Тут фюрер и произнес первое слово:

— Хрустально.

Максу же рефери высказал предупреждение:

— А вам, мой еврейский приятель, я скажу, что на вашем месте я бы не лез на рожон. Совсем бы не лез. — С этим противников отослали по углам.

Мгновение-другое тишины.

И гонг.

Первым выскочил фюрер — тощий, на неуклюжих ногах, — напрыгнул на Макса и крепко ударил его в лицо. Толпа завибрировала, гонг еще звенел у нее в ушах, и довольные улыбки хлынули сквозь канаты. Изо рта Гитлера рвалось дымное дыхание, а его кулаки взлетали к Максову лицу, доставая ему по губам, по носу, по челюсти, — а Макс даже еще не вышел из своего угла. Чтобы смягчить удары, он поднял обе перчатки к лицу, но тут фюрер переключился на его ребра, почки и легкие. А глаза — о эти глаза фюрера! Такие прелестно карие — как у евреев — и такие решительные, что даже Макс замер на секунду, поймав их взгляд сквозь смачные мазки молотящих перчаток.

Бой состоял только из одного раунда, но он длился много часов, и почти все время происходило одно и то же.

Фюрер долбил еврейскую боксерскую грушу.

Все вокруг было в еврейской крови.

Будто красные дождевые тучи на белом небе ковра под ногами.

Наконец колени Макса начали подгибаться, скулы безмолвно ныли, а восторженное лицо фюрера все уменьшалось, уменьшалось, пока наконец истощенный, избитый и сломленный еврей не рухнул на ринг.

Сначала — рев.

Потом тишина.

Рефери начал отсчет. У него был золотой зуб и густые заросли волос в ноздрях.

Медленно Макс Ванденбург, еврей, поднялся на ноги и выпрямился. Голос у него срывался. Приглашение.

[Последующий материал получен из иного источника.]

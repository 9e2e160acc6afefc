//! Status command implementation

use anyhow::Result;
use guestlog_ipc::{IpcClient, Request, Response};

use crate::output::print_success;

pub async fn execute(client: &IpcClient) -> Result<()> {
    match client.send(&Request::UpdateStatus).await? {
        Response::Ok { message } => {
            print_success(&message);
            Ok(())
        }
        response => Err(super::unexpected(response)),
    }
}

— Ну же, фюрер, — сказал Макс, и на сей раз, когда Адольф Гитлер бросился на своего еврейского противника, Макс увернулся и отправил его в канаты. Он ударил Гитлера семь раз, и всякий раз целил в одно и то же место.

В усы.

Но на седьмом ударе Макс промахнулся. Удар пришелся фюреру в подбородок. Тот сей же миг отлетел на канаты, переломился вперед и приземлился на колени. На этот раз отсчета не было. Рефери затаился в углу. Публика уткнулась в стаканы с пивом. Стоя на коленях, фюрер проверил, нет ли у него крови, и пригладил волосы — справа налево. Вернувшись на ноги к вящему одобрению многотысячной толпы, он чуть подвинулся вперед и вдруг сделал кое-что довольно странное. Повернулся к еврею спиной и стащил с рук перчатки.

Толпа окаменела.

— Он сдался, — прошептал кто-то, но всего через пару секунд Адольф Гитлер вскочил на канаты и заговорил с трибунами:

— Собратья немцы, — закричал он, — ведь вы видели, что здесь сейчас произошло, не так ли? — Гологрудый, победно взирая, он вытянул руку в сторону Макса. — И видите, что наш противник гораздо подлее и злобнее, чем мы когда-нибудь представляли. Разве не видите?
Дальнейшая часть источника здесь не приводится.